UT system executives receive pay raise

Alexa Ura

The University has reduced academic programs and laid off staff during the past three years, but this month the UT System Board of Regents awarded substantial raises to various executives, including all UT presidents.

Seven UT System executive officers and 15 presidents will receive millions of dollars in raises for the 2013 budget year, according to figures obtained by the Austin American-Statesman. Raises range from 1.6 percent to 21.5 percent increases and went into effect Sept. 1.

All UT System presidents received raises ranging from 1.6 percent to 10.8 percent. UT President William Powers Jr. is at the bottom of the list, but he remains the highest paid academic president in the UT System. Powers’ base salary increased to $674,350, according to the figures obtained by the Statesman. His take-home pay totals almost $150,000 more than his base salary.

Ronald DePinho, president of the M.D. Anderson Cancer Center, received a large increase, boosting his salary to $1,845,000 and maintaining his rank as the highest paid UT System president, the Statesman reported. Three presidents of UT health institutions earn more than $1 million.

Michael Redding, president of the Graduate Student Assembly and a Texas Student Media contract employee, said the raises are reminiscent of a corporation’s top-down system and detract from creating a university of the first class.

“Think how many scholarships and fellowships students won’t be getting because System administration has increased their own pay,” Redding said. “The next time System administrators complain about UT’s budget and affordability, they have to look at their own payroll first.”

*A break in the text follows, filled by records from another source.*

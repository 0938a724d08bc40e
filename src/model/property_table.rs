//! Ordered property table with staged (local, unsent) and committed
//! (confirmed by the network) state.

use serde::{Deserialize, Serialize};

use super::{PropertyKey, Value};
use crate::{Error, Result};

// ============================================================================
// Diffs
// ============================================================================

/// One change to a property table, as sent or received over the network.
#[derive(Debug, Clone, PartialEq, Serialize, Deserialize)]
pub enum PropertyChange {
    Set(PropertyKey, Value),
    Remove(PropertyKey),
}

impl PropertyChange {
    pub fn key(&self) -> &PropertyKey {
        match self {
            PropertyChange::Set(k, _) | PropertyChange::Remove(k) => k,
        }
    }
}

/// An ordered list of property changes.
#[derive(Debug, Clone, Default, PartialEq, Serialize, Deserialize)]
pub struct PropertyDiff {
    pub changes: Vec<PropertyChange>,
}

impl PropertyDiff {
    pub fn new() -> Self {
        Self::default()
    }

    /// Builder: append a set.
    pub fn set(mut self, key: impl Into<PropertyKey>, value: impl Into<Value>) -> Self {
        self.changes.push(PropertyChange::Set(key.into(), value.into()));
        self
    }

    /// Builder: append a removal.
    pub fn remove(mut self, key: impl Into<PropertyKey>) -> Self {
        self.changes.push(PropertyChange::Remove(key.into()));
        self
    }

    pub fn is_empty(&self) -> bool {
        self.changes.is_empty()
    }

    pub fn len(&self) -> usize {
        self.changes.len()
    }

    pub fn iter(&self) -> impl Iterator<Item = &PropertyChange> {
        self.changes.iter()
    }

    /// Last value set for `key` in this diff, if any.
    pub fn get(&self, key: &PropertyKey) -> Option<&Value> {
        self.changes.iter().rev().find_map(|c| match c {
            PropertyChange::Set(k, v) if k == key => Some(v),
            _ => None,
        })
    }
}

// ============================================================================
// PropertyTable
// ============================================================================

#[derive(Debug, Clone, PartialEq, Serialize, Deserialize)]
struct Entry {
    key: PropertyKey,
    committed: Option<Value>,
    staged: Option<Value>,
    /// Locally removed; the committed value stays until the removal is pushed.
    #[serde(default)]
    removed: bool,
}

impl Entry {
    fn committed(key: PropertyKey, value: Value) -> Self {
        Self { key, committed: Some(value), staged: None, removed: false }
    }

    fn staged(key: PropertyKey, value: Value) -> Self {
        Self { key, committed: None, staged: Some(value), removed: false }
    }

    fn visible(&self) -> Option<&Value> {
        if self.removed {
            return None;
        }
        self.staged.as_ref().or(self.committed.as_ref())
    }

    fn is_staged(&self) -> bool {
        self.removed || self.staged.is_some()
    }
}

/// Ordered map from [`PropertyKey`] to [`Value`].
///
/// Local writes (`set`, `remove`) are staged until [`push_with`] succeeds.
/// Network writes (`apply`, `apply_removal`) land directly in committed state.
/// Reads see the staged value when one exists.
///
/// [`push_with`]: PropertyTable::push_with
#[derive(Debug, Clone, Default, PartialEq, Serialize, Deserialize)]
pub struct PropertyTable {
    entries: Vec<Entry>,
}

impl PropertyTable {
    pub fn new() -> Self {
        Self::default()
    }

    fn position(&self, key: &PropertyKey) -> Option<usize> {
        self.entries.iter().position(|e| &e.key == key)
    }

    // ------------------------------------------------------------------------
    // Reads
    // ------------------------------------------------------------------------

    pub fn get(&self, key: impl Into<PropertyKey>) -> Result<&Value> {
        let key = key.into();
        self.value(&key).ok_or_else(|| Error::NotFound(format!("property {key}")))
    }

    pub fn value(&self, key: &PropertyKey) -> Option<&Value> {
        self.position(key).and_then(|i| self.entries[i].visible())
    }

    pub fn contains(&self, key: &PropertyKey) -> bool {
        self.value(key).is_some()
    }

    /// Entries in insertion order.
    pub fn iter(&self) -> impl Iterator<Item = (&PropertyKey, &Value)> {
        self.entries.iter().filter_map(|e| e.visible().map(|v| (&e.key, v)))
    }

    pub fn keys(&self) -> impl Iterator<Item = &PropertyKey> {
        self.iter().map(|(k, _)| k)
    }

    pub fn len(&self) -> usize {
        self.iter().count()
    }

    pub fn is_empty(&self) -> bool {
        self.len() == 0
    }

    // ------------------------------------------------------------------------
    // Local (staged) writes
    // ------------------------------------------------------------------------

    /// Stage `value` under `key`. Fails with `TypeMismatch` for a wrong-kind
    /// well-known property; the table is unchanged on error.
    pub fn set(&mut self, key: impl Into<PropertyKey>, value: impl Into<Value>) -> Result<()> {
        let key = key.into();
        let value = value.into();
        key.validate(&value)?;
        match self.position(&key) {
            Some(i) => {
                let e = &mut self.entries[i];
                e.staged = Some(value);
                e.removed = false;
            }
            None => self.entries.push(Entry::staged(key, value)),
        }
        Ok(())
    }

    /// Remove `key` locally. The removal is staged for the next push if the
    /// network knows about the key; the committed value is kept until then.
    pub fn remove(&mut self, key: impl Into<PropertyKey>) -> Result<Value> {
        let key = key.into();
        let found = self.position(&key).and_then(|i| self.entries[i].visible().cloned().map(|v| (i, v)));
        let Some((i, old)) = found else {
            return Err(Error::NotFound(format!("property {key}")));
        };
        let e = &mut self.entries[i];
        if e.committed.is_some() {
            e.staged = None;
            e.removed = true;
        } else {
            self.entries.remove(i);
        }
        Ok(old)
    }

    pub fn is_staged(&self, key: &PropertyKey) -> bool {
        self.position(key).is_some_and(|i| self.entries[i].is_staged())
    }

    pub fn has_staged(&self) -> bool {
        self.entries.iter().any(Entry::is_staged)
    }

    /// The pending local edits, sets first in table order then removals.
    pub fn staged_diff(&self) -> PropertyDiff {
        let mut diff = PropertyDiff::new();
        for e in &self.entries {
            if let Some(v) = &e.staged {
                diff.changes.push(PropertyChange::Set(e.key.clone(), v.clone()));
            }
        }
        for e in self.entries.iter().filter(|e| e.removed) {
            diff.changes.push(PropertyChange::Remove(e.key.clone()));
        }
        diff
    }

    /// Hand the staged diff to `send`; on success the staged values become
    /// committed. On failure everything stays staged. Returns the number of
    /// changes sent.
    pub fn push_with<F>(&mut self, send: F) -> Result<usize>
    where
        F: FnOnce(&PropertyDiff) -> Result<()>,
    {
        let diff = self.staged_diff();
        if diff.is_empty() {
            return Ok(0);
        }
        send(&diff)?;
        for e in &mut self.entries {
            if let Some(v) = e.staged.take() {
                e.committed = Some(v);
            }
            if std::mem::take(&mut e.removed) {
                e.committed = None;
            }
        }
        self.entries.retain(|e| e.committed.is_some());
        Ok(diff.len())
    }

    /// Drop all staged edits, reverting to committed state.
    pub fn discard_staged(&mut self) {
        for e in &mut self.entries {
            e.staged = None;
            e.removed = false;
        }
        self.entries.retain(|e| e.committed.is_some());
    }

    // ------------------------------------------------------------------------
    // Network (committed) writes
    // ------------------------------------------------------------------------

    /// Write a committed value. Returns whether the committed state changed.
    pub fn apply(&mut self, key: impl Into<PropertyKey>, value: Value) -> Result<bool> {
        let key = key.into();
        key.validate(&value)?;
        match self.position(&key) {
            Some(i) => {
                let e = &mut self.entries[i];
                // A fresh network value supersedes a pending local removal.
                e.removed = false;
                if e.committed.as_ref() == Some(&value) {
                    return Ok(false);
                }
                e.committed = Some(value);
                Ok(true)
            }
            None => {
                self.entries.push(Entry::committed(key, value));
                Ok(true)
            }
        }
    }

    /// Remove a committed value. Returns whether anything was removed.
    pub fn apply_removal(&mut self, key: &PropertyKey) -> bool {
        let Some(i) = self.position(key) else {
            return false;
        };
        let e = &mut self.entries[i];
        let had = e.committed.take().is_some();
        e.removed = false;
        if e.staged.is_none() {
            self.entries.remove(i);
        }
        had
    }

    /// Apply a network diff. Invalid entries are skipped with a warning.
    /// Returns whether anything changed.
    pub fn apply_diff(&mut self, diff: &PropertyDiff) -> bool {
        let mut changed = false;
        for change in diff.iter() {
            match change {
                PropertyChange::Set(k, v) => match self.apply(k.clone(), v.clone()) {
                    Ok(c) => changed |= c,
                    Err(e) => tracing::warn!(key = %k, error = %e, "dropping invalid property update"),
                },
                PropertyChange::Remove(k) => changed |= self.apply_removal(k),
            }
        }
        changed
    }
}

The raises come on the heels of a new pay-for-performance incentive plan for System executives and presidents passed last month by the Board of Regents. Under the incentive plan, individuals can earn an additional 10 to 15 percent bonus if they meet certain performance goals. The incentive plan will begin in the 2014 budget year.

Jenny LaCoste-Caputo, UT System spokesperson, said UT regents implemented the salary raises after careful deliberation of market research, professional expertise of administrators and comparisons with peer organizations. In some cases, the salary increase was an equity issue, she said.

“The restructuring that took place upon Chancellor Francisco Cigarroa’s appointment as chancellor included a reduction in workforce at the UT System administration, which in turn meant some executives saw a significant increase in their scope of work and responsibilities,” LaCoste-Caputo said. “This restructuring, along with initiatives outlined in Chancellor Cigarroa’s Framework for Advancing Excellence, are adding hundreds of millions of dollars of value to the System.”

LaCoste-Caputo said individuals who took on significant additional duties and responsibilities and were eligible for a one-time merit salary increase received raises.

Raises were implemented as part of the System’s 2013 budget, which is partially funded through the multibillion-dollar Permanent University Fund. The Permanent University Fund is a state endowment funded by investments of revenue from leases of state-owned land, and UT regents have access to the fund when budgeting for the System.

UT spokesperson Gary Susswein said UT-Austin has worked hard to serve students, maintain academic excellence and improve levels of efficiency despite shrinking state funding and other budget pressures during the past few years.

University colleges and schools reduced or merged academic programs and began staff layoffs in 2009.

Susswein said executive salaries and raises were appropriated through the UT System and not the University. The University implemented an average of 2 percent salary raises for faculty and staff last month by shifting funds within college and department budgets during a five-year planning process.

Michael Morton, president of the Senate of College Councils, said the regents’ decision seems hypocritical.

“You have institutions being told to cut back programs, increase burdens on students and limit opportunities for them, yet at the same time the System is increasing its number of employees and giving substantial pay [raises],” Morton said.

Morton, who has been involved in the “Invest in Texas” campaign, which was created to organize students to lobby the Texas Legislature to adequately fund UT, said cuts to higher education make it difficult for the University to achieve goals and continue to grow with the constant rhetoric of efficiency looming overhead.

“From a perspective where you’re looking from the outside in, this doesn’t seem to match up,” Morton said.